▶ _Exercise_: Would you find each line in the entries below with the string "Instant" and copy it?

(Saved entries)
──────────
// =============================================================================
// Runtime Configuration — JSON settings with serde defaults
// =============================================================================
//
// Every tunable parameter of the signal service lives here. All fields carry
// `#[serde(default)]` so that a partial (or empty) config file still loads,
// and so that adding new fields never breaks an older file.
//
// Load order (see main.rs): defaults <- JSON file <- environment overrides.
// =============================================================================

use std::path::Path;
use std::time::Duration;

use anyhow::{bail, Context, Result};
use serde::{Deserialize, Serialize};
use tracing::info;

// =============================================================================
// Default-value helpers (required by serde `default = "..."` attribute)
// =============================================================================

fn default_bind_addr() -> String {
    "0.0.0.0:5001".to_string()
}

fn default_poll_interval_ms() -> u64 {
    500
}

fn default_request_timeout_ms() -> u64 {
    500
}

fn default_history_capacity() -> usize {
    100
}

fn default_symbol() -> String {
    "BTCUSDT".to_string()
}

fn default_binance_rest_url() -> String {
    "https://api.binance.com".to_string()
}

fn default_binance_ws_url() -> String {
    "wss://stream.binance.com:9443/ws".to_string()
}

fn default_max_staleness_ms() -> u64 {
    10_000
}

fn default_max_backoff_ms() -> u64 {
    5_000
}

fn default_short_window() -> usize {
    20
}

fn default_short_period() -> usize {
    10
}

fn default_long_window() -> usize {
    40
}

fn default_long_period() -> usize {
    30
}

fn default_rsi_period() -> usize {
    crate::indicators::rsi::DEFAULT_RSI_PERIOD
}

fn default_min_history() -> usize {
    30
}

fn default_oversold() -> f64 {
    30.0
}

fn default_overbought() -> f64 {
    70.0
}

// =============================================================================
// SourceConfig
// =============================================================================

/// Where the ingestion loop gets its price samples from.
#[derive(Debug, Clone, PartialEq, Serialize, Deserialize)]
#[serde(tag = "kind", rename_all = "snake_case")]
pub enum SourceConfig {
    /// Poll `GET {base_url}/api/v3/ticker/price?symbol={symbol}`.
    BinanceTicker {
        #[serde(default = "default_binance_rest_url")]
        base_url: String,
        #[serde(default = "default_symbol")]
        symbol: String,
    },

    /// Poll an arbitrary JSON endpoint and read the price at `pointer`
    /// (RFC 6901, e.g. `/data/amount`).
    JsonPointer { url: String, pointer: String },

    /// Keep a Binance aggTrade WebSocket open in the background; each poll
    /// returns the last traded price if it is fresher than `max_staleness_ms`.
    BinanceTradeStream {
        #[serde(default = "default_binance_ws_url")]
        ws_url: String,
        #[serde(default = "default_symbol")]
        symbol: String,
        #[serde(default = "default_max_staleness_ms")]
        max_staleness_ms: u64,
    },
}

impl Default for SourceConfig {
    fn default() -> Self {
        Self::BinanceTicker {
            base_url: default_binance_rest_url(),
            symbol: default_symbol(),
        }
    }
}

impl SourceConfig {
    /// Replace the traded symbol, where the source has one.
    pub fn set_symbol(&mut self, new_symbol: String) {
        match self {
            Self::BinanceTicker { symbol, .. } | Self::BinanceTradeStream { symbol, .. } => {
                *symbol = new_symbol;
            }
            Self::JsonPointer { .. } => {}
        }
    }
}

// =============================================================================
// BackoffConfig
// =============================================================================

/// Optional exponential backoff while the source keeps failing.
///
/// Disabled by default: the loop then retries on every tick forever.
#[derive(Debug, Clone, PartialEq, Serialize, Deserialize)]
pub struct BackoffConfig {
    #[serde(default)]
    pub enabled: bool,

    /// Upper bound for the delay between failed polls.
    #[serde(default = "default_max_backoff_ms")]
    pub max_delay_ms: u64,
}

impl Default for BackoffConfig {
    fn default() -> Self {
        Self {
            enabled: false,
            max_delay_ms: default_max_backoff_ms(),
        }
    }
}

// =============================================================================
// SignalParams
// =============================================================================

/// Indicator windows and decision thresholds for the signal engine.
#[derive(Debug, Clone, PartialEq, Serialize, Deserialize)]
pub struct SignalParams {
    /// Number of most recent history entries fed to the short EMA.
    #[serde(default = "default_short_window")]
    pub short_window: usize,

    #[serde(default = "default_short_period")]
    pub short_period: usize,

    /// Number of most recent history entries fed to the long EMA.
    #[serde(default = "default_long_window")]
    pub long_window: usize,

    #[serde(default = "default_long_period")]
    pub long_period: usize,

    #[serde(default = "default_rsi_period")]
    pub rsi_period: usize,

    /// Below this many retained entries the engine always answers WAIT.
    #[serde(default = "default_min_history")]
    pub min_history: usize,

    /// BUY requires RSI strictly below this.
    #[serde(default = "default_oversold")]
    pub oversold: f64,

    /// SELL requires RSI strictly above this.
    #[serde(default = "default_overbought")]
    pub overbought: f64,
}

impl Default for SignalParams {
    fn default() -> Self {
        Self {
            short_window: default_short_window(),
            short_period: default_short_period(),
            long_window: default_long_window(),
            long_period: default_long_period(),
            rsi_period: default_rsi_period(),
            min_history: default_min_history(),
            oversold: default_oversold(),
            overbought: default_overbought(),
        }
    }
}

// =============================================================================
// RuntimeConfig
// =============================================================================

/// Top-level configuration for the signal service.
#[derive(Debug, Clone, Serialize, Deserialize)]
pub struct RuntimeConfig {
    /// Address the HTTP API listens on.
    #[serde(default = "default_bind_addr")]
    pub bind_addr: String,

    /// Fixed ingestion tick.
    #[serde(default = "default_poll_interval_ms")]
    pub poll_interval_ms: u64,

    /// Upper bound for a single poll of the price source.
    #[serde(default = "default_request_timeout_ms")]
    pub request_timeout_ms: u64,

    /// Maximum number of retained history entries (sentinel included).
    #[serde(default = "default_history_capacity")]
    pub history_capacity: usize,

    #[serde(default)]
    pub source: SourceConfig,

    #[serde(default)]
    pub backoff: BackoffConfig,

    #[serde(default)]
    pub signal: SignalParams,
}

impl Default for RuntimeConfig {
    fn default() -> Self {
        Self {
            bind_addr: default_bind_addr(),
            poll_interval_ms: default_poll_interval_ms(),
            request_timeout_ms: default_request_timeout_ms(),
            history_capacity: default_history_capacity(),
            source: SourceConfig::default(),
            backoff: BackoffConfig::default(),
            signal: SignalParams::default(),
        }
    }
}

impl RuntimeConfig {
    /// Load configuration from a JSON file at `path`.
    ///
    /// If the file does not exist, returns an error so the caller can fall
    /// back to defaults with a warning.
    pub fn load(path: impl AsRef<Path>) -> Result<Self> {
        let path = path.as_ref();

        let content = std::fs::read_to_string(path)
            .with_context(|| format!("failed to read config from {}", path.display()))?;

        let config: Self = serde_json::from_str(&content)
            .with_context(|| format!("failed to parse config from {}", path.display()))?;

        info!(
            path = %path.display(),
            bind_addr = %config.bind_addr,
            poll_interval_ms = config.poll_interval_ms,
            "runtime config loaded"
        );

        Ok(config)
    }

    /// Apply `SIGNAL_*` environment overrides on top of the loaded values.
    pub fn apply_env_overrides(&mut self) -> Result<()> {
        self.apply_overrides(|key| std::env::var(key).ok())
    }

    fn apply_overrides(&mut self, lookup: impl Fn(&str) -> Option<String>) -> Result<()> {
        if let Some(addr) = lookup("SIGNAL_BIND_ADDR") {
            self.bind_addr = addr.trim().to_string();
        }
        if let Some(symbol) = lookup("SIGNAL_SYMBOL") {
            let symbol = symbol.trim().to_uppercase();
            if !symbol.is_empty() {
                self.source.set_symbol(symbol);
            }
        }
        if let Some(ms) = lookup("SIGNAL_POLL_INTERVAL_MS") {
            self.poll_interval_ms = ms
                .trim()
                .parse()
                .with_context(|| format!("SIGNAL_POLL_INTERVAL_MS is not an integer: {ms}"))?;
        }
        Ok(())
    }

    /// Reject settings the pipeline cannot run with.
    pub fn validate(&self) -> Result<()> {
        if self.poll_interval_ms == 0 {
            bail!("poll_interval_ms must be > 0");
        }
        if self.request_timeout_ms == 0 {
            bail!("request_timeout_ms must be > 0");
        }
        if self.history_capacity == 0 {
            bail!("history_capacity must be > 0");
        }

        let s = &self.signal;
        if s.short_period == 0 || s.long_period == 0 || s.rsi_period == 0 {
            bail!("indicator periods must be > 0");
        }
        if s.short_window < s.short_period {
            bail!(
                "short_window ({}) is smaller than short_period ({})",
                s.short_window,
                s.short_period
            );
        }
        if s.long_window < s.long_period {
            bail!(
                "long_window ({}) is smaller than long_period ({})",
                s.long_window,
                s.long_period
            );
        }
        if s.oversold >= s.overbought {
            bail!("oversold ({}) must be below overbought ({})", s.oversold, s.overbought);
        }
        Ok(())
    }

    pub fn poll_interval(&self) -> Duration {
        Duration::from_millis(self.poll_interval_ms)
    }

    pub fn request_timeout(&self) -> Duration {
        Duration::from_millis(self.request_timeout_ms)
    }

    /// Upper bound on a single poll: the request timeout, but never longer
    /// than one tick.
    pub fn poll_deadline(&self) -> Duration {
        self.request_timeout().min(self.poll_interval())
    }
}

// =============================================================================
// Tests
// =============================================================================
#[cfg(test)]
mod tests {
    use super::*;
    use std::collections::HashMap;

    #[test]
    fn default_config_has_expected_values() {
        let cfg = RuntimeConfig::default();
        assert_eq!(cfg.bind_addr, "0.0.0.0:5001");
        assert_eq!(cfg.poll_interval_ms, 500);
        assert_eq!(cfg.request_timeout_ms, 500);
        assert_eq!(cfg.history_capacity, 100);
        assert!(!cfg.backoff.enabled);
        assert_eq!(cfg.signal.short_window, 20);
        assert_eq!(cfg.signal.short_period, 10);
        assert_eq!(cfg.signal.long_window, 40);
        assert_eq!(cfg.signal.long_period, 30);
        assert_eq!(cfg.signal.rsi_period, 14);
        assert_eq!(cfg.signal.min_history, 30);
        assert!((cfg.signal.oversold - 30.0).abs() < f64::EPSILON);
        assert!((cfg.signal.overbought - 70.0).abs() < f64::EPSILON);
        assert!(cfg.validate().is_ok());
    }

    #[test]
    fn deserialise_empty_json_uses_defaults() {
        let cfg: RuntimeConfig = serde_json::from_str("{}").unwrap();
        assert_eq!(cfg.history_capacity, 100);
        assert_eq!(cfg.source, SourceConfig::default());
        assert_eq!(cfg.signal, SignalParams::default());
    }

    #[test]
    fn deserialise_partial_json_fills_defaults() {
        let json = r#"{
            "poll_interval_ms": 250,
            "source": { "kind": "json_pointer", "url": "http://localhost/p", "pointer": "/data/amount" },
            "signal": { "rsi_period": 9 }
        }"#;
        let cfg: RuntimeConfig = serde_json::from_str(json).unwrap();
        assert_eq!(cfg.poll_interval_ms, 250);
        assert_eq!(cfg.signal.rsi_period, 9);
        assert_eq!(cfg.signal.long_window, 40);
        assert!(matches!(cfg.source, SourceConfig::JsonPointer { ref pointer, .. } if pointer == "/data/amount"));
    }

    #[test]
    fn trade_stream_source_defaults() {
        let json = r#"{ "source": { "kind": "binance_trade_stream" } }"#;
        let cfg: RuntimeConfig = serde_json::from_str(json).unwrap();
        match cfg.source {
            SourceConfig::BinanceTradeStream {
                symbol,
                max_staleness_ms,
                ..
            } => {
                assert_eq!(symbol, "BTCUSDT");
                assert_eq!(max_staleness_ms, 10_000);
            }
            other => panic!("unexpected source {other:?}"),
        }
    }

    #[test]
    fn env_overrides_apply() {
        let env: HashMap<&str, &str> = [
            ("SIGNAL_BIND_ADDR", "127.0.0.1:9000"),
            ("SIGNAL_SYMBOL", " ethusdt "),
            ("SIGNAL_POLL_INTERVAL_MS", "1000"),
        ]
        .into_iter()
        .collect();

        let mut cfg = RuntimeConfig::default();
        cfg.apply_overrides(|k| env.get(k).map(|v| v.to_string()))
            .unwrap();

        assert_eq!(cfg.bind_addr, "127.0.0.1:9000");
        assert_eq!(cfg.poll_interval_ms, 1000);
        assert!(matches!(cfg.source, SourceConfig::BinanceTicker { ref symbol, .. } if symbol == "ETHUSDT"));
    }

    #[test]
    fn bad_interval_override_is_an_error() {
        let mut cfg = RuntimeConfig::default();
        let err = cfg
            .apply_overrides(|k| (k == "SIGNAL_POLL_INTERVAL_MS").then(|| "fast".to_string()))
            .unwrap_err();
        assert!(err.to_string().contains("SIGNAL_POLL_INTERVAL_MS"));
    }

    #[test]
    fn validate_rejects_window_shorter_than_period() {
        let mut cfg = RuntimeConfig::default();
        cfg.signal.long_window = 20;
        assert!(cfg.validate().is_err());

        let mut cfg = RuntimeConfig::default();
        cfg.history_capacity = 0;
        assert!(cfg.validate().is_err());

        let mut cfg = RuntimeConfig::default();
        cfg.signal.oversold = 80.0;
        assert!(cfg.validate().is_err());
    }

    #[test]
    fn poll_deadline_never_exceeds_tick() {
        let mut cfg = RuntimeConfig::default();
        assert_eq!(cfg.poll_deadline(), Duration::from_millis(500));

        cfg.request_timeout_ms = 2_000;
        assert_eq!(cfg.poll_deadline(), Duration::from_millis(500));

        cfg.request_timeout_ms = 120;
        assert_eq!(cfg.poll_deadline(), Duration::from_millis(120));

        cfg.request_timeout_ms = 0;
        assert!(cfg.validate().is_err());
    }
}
──────────
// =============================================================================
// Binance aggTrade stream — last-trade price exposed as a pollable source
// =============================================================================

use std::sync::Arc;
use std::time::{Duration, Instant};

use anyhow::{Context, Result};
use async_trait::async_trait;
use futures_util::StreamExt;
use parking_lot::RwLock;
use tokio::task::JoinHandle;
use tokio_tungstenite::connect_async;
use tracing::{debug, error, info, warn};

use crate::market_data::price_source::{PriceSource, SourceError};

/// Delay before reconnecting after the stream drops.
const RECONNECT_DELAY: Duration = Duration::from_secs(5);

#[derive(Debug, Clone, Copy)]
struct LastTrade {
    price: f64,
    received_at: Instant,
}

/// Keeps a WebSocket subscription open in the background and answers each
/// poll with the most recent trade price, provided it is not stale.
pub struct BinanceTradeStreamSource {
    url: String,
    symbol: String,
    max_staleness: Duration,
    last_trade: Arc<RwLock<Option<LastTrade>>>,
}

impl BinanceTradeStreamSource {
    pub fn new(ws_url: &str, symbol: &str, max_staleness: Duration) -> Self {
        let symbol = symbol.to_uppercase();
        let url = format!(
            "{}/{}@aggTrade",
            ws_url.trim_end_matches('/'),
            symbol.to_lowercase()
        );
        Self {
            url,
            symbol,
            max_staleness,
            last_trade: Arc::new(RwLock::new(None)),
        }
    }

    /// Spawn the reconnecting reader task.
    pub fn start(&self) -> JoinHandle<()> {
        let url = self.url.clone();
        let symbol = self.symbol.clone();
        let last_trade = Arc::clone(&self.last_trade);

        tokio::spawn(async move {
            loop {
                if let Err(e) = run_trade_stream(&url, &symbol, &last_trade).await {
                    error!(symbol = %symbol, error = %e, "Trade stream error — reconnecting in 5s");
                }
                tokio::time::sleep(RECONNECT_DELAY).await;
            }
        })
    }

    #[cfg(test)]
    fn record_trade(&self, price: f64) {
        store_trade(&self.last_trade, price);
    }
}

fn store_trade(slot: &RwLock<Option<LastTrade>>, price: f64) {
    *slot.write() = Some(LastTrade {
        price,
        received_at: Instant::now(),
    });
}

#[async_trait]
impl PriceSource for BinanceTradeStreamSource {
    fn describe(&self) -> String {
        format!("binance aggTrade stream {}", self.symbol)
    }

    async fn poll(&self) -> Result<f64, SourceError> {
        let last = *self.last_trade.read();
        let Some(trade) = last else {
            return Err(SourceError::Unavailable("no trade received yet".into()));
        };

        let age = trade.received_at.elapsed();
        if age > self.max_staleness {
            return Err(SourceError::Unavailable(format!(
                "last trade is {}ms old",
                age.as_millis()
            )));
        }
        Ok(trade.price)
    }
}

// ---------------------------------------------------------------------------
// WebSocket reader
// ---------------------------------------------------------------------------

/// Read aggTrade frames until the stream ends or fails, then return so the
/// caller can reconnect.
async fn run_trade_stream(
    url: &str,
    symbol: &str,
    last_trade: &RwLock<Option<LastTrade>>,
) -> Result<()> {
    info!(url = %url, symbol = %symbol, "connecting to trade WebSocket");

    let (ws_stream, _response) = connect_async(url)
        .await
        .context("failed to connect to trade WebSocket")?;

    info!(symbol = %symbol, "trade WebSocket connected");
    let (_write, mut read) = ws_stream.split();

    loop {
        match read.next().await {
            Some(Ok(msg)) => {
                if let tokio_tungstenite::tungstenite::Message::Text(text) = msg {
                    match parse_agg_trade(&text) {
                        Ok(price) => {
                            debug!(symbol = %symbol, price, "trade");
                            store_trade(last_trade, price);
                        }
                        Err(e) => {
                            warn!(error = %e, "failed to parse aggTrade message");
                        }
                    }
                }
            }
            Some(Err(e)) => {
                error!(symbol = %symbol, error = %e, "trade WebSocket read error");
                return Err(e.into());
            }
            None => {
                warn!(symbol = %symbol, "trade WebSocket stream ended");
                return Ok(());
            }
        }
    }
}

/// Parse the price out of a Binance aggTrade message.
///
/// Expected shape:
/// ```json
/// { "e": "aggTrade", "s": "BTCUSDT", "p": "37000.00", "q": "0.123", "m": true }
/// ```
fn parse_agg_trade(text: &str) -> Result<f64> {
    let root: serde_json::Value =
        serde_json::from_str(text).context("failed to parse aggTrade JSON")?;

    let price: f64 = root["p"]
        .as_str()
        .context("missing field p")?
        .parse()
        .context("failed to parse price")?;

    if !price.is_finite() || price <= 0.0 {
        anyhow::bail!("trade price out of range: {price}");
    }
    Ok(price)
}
──────────
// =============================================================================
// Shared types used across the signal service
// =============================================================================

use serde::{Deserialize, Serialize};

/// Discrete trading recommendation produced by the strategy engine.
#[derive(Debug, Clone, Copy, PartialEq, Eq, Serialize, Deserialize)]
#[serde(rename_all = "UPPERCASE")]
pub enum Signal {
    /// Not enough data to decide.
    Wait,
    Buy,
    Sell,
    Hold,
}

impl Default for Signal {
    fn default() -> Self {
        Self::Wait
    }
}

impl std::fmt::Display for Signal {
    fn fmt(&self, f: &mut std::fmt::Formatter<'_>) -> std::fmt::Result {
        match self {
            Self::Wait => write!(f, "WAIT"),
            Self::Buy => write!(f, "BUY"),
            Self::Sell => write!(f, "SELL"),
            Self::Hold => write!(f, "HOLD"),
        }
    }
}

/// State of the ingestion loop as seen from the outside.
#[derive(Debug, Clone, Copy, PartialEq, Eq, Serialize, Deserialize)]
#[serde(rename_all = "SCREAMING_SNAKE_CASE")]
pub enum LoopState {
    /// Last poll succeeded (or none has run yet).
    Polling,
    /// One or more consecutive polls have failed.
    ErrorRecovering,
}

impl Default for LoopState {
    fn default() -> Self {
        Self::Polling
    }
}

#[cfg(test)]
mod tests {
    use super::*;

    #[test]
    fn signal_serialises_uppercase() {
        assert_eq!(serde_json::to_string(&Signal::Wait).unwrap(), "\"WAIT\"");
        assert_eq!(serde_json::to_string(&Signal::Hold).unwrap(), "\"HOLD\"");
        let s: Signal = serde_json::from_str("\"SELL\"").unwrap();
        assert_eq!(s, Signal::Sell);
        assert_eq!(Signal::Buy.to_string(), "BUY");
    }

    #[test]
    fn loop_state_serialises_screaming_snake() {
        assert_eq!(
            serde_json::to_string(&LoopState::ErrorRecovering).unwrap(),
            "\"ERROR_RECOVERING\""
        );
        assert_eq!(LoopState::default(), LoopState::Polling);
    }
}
──────────
▶ _Task answer_:
use std::time::{Duration, Instant};
    received_at: Instant,
        received_at: Instant::now(),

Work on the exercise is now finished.